* WHAT TO DO: Lines with the word "fiscal" in them must be copied from the records below.

Dataset records
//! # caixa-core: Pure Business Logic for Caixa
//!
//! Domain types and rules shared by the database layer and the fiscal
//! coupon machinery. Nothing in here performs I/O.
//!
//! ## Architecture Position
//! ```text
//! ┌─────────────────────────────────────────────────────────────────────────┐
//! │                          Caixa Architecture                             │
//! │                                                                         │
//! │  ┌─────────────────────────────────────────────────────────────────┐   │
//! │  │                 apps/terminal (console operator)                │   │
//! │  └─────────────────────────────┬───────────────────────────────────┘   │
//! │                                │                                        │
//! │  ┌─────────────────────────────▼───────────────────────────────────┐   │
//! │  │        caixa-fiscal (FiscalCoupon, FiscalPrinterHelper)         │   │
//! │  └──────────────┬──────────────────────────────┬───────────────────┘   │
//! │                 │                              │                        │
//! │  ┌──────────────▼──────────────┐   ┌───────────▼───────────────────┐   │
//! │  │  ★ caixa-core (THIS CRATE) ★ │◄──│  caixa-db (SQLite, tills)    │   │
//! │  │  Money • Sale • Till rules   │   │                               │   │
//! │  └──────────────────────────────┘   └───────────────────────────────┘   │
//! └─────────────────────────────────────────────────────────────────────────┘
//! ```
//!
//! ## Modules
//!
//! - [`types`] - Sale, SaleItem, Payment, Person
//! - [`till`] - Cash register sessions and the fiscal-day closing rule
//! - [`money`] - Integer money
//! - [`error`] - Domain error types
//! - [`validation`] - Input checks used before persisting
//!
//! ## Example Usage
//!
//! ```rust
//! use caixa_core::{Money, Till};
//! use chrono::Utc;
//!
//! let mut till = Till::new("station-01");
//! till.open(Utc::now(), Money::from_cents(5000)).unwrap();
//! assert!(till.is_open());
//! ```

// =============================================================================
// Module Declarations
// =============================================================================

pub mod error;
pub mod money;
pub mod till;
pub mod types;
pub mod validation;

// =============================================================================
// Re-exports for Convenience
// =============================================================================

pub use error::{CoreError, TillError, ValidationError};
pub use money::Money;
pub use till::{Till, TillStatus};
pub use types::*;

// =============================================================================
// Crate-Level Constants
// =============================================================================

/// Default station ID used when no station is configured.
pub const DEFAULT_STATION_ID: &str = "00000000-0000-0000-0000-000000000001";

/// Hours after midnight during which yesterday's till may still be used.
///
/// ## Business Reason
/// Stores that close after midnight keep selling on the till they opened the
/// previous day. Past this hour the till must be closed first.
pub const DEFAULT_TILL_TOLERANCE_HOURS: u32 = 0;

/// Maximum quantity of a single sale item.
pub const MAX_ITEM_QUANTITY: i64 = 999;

* RESPONSE BOX:
//! Domain types and rules shared by the database layer and the fiscal
//! │  │        caixa-fiscal (FiscalCoupon, FiscalPrinterHelper)         │   │
//! - [`till`] - Cash register sessions and the fiscal-day closing rule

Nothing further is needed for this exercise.